→ **To do**
Reproduce, from the lines below, exactly the stretch that begins at the line containing "let mut cursor" and ends at the line containing "[cursor + vec2(0.0, 7.0), cursor", both included.

[Saved data entries]
/---

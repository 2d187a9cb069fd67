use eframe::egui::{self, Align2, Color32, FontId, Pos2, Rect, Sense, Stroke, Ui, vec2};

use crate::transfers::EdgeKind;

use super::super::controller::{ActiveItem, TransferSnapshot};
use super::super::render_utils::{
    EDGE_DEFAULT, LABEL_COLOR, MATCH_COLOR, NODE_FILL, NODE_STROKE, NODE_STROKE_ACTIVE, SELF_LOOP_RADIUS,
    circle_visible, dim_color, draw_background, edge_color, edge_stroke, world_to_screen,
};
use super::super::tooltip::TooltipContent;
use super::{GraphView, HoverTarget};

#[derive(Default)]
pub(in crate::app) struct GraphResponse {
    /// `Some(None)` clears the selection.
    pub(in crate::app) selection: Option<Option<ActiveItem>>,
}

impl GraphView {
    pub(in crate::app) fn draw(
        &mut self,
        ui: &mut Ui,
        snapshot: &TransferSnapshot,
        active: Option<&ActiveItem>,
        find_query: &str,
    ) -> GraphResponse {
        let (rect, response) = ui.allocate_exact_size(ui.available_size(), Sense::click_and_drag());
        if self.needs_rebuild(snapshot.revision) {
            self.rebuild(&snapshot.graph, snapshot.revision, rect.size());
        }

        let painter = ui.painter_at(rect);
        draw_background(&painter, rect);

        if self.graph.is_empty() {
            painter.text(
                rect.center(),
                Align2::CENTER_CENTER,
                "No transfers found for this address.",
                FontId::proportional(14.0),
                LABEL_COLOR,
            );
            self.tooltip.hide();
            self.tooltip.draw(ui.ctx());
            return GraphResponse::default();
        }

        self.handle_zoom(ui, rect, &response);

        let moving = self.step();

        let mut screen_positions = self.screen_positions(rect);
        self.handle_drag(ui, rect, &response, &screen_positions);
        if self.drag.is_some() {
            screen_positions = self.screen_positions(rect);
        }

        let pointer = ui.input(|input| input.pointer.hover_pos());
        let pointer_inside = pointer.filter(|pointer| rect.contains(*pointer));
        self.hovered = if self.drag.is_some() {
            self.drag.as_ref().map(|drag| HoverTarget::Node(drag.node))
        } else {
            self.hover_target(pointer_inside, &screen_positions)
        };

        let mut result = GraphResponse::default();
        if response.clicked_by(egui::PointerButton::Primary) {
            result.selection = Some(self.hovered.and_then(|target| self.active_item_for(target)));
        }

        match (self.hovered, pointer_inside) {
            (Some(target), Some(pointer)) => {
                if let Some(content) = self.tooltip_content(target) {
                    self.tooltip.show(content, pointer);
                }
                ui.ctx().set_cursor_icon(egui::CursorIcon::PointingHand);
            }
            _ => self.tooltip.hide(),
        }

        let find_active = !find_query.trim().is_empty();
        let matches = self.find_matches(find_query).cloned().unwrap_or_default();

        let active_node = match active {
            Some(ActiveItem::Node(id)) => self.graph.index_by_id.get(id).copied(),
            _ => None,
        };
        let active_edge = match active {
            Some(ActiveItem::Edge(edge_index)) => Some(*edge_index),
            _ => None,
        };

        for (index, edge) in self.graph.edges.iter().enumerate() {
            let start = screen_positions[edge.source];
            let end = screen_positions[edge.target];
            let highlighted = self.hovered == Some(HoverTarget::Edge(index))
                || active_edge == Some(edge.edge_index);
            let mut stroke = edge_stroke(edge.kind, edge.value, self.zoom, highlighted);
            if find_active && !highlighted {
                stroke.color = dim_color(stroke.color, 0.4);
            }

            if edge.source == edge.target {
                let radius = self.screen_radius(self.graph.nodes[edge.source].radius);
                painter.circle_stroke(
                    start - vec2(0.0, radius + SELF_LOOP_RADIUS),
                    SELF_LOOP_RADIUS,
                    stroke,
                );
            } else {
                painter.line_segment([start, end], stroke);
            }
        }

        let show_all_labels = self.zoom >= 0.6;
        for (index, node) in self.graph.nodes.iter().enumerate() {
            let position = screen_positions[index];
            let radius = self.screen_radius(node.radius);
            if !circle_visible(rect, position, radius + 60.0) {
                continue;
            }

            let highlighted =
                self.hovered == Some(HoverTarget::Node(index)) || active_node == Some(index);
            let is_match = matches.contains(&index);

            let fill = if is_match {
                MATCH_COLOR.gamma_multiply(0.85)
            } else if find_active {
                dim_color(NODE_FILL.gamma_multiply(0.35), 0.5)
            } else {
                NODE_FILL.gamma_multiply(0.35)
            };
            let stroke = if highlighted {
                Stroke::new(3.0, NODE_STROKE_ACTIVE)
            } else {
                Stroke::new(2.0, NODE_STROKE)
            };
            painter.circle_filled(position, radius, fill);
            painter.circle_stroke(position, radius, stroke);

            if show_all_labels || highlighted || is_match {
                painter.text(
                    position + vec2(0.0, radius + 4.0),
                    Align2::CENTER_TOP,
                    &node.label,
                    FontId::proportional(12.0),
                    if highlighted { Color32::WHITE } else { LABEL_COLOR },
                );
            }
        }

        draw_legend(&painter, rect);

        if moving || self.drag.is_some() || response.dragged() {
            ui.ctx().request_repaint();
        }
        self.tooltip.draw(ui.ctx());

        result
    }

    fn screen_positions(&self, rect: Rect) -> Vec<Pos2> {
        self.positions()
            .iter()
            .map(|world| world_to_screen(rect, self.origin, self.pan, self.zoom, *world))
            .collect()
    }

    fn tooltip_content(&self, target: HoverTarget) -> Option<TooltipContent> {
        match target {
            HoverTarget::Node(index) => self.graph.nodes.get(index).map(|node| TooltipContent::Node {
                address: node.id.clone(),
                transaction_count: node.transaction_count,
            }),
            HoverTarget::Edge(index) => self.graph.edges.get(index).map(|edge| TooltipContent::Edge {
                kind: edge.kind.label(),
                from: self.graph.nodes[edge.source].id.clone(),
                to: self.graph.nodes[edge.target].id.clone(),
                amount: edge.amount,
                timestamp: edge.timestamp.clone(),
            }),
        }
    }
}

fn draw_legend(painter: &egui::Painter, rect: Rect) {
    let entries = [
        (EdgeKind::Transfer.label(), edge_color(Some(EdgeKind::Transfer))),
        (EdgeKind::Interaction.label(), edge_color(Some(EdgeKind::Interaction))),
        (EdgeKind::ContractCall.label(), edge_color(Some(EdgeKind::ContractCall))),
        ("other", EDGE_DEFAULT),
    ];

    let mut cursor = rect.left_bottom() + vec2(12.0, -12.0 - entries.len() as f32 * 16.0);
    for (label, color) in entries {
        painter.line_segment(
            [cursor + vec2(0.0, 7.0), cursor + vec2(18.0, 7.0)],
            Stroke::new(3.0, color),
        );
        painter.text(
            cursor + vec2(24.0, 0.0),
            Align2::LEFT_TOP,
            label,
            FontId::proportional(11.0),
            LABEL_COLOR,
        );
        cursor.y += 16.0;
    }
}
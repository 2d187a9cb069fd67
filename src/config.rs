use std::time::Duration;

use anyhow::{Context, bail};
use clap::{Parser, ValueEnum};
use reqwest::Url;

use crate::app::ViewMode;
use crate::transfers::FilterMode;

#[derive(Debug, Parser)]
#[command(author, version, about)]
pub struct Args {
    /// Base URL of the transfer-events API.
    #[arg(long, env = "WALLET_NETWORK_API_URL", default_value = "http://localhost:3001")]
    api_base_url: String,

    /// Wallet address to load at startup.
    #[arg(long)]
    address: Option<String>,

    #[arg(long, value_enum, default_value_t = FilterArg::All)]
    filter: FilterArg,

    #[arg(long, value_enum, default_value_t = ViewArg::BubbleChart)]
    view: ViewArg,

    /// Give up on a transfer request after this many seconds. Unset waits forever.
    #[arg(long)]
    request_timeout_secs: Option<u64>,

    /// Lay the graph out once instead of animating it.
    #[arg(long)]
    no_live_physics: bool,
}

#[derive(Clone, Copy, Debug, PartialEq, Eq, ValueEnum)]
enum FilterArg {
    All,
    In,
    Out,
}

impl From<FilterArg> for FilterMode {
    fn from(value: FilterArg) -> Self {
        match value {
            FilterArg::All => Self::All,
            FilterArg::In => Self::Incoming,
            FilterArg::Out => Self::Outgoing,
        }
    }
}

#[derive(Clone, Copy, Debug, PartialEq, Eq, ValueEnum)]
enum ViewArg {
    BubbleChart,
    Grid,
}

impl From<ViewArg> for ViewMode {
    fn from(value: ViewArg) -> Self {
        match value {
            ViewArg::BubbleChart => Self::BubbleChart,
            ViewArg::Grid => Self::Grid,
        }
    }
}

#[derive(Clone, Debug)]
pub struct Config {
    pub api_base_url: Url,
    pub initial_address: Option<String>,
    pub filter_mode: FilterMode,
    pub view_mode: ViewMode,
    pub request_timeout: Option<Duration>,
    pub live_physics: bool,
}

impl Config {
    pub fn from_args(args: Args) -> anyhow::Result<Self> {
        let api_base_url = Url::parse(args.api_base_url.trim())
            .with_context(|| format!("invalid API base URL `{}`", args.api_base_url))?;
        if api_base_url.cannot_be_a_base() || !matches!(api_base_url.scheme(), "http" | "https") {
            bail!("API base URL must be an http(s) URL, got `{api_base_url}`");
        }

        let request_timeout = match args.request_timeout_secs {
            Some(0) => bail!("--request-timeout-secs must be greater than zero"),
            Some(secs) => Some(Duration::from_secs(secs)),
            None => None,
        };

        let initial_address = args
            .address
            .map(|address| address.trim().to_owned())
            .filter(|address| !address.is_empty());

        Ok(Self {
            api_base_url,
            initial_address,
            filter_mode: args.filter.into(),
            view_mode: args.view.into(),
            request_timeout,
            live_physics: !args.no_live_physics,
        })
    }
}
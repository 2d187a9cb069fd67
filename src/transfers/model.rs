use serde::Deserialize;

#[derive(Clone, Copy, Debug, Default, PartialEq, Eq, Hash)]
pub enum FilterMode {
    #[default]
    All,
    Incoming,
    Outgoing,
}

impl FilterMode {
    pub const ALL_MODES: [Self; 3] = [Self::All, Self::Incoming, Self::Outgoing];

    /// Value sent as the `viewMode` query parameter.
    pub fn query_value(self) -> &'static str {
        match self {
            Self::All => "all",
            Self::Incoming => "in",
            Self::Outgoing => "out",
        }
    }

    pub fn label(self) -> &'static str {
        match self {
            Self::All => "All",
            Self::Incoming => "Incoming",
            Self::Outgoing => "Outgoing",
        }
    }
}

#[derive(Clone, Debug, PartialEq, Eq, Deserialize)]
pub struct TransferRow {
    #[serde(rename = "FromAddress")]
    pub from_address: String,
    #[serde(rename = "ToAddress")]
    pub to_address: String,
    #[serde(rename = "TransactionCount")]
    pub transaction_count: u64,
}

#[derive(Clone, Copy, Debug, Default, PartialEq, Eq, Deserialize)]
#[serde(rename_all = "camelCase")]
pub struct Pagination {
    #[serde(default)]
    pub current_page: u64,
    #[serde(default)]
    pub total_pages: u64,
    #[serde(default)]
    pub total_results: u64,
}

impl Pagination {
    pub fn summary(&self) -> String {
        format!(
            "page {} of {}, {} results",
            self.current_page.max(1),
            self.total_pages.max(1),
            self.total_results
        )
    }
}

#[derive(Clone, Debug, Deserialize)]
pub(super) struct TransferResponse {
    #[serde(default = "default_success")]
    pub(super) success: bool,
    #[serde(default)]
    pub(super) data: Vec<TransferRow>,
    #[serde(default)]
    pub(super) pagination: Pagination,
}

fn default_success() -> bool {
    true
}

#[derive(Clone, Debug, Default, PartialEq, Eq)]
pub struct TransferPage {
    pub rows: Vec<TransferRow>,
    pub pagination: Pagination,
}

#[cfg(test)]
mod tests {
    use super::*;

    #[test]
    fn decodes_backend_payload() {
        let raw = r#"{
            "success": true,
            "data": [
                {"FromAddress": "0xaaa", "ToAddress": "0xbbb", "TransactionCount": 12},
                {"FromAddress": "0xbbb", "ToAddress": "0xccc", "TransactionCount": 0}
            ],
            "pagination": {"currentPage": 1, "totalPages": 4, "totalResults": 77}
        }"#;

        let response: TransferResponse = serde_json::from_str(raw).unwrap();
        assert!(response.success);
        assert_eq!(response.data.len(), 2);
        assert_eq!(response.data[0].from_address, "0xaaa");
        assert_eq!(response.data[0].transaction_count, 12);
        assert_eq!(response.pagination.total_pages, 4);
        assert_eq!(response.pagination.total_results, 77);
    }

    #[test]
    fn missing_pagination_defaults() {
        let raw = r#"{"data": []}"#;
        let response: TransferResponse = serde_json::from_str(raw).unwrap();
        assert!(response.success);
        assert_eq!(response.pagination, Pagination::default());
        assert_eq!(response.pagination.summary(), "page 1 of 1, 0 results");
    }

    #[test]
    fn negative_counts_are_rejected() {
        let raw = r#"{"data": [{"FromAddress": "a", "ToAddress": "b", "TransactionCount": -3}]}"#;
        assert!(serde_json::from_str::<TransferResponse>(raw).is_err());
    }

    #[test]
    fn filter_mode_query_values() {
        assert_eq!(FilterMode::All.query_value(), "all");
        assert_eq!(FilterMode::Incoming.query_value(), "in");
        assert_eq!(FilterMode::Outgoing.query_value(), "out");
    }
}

\---

→ **Written answer**
    let mut cursor = rect.left_bottom() + vec2(12.0, -12.0 - entries.len() as f32 * 16.0);
    for (label, color) in entries {
        painter.line_segment(
            [cursor + vec2(0.0, 7.0), cursor + vec2(18.0, 7.0)],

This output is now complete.